(Problem requirements) The response must match the data below exactly, line for line.

(Available records)
↓
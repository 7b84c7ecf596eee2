mod api_doc;
mod audit;
mod auth;
mod constants;
mod error;
mod handlers;
mod middleware;
mod setup;
mod state;
mod telemetry;

use toolgate_core::Config;

#[tokio::main]
async fn main() -> Result<(), anyhow::Error> {
    // Load configuration
    let config = Config::from_env()?;

    // Initialize the application (database, services, routes)
    let (_state, router) = crate::setup::initialize_app(config.clone()).await?;

    // Start the server
    crate::setup::server::start_server(&config, router).await?;

    Ok(())
}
↑
(Reply)
repository 7b84c7ecf596eee2
mod api_doc;
mod audit;
mod auth;
mod constants;
mod error;
mod handlers;
mod middleware;
mod setup;
mod state;
mod telemetry;

use toolgate_core::Config;

#[tokio::main]
async fn main() -> Result<(), anyhow::Error> {
    // Load configuration
    let config = Config::from_env()?;

    // Initialize the application (database, services, routes)
    let (_state, router) = crate::setup::initialize_app(config.clone()).await?;

    // Start the server
    crate::setup::server::start_server(&config, router).await?;

    Ok(())
}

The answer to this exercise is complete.